> [WORK REQUIRED]: In the records below, find the line holding "use crate::domains::emails::verifier::EmailVerifier;" and the line holding "pub broker: Option<Arc<dyn". Set down both, with every line between them, exactly.
☆ ☆ ☆ ☆
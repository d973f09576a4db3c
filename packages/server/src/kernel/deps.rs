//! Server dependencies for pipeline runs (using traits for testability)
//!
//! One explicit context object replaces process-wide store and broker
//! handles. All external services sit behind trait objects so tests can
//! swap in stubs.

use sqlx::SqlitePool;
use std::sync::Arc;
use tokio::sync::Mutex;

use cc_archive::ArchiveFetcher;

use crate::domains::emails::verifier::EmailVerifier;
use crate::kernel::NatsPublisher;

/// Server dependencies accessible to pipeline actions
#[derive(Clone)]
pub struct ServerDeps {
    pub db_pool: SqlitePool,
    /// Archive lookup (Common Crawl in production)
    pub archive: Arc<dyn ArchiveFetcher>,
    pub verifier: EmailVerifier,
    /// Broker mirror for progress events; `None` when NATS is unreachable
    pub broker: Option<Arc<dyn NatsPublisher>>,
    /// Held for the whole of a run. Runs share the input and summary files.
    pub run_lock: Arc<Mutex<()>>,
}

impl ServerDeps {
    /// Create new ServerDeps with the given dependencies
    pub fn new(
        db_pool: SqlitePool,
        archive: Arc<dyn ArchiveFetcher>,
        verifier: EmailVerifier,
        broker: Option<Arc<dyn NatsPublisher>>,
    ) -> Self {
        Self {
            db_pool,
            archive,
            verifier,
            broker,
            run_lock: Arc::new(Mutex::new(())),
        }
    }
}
☆ ☆ ☆ ☆
> [REPLY]:
use crate::domains::emails::verifier::EmailVerifier;
use crate::kernel::NatsPublisher;

/// Server dependencies accessible to pipeline actions
#[derive(Clone)]
pub struct ServerDeps {
    pub db_pool: SqlitePool,
    /// Archive lookup (Common Crawl in production)
    pub archive: Arc<dyn ArchiveFetcher>,
    pub verifier: EmailVerifier,
    /// Broker mirror for progress events; `None` when NATS is unreachable
    pub broker: Option<Arc<dyn NatsPublisher>>,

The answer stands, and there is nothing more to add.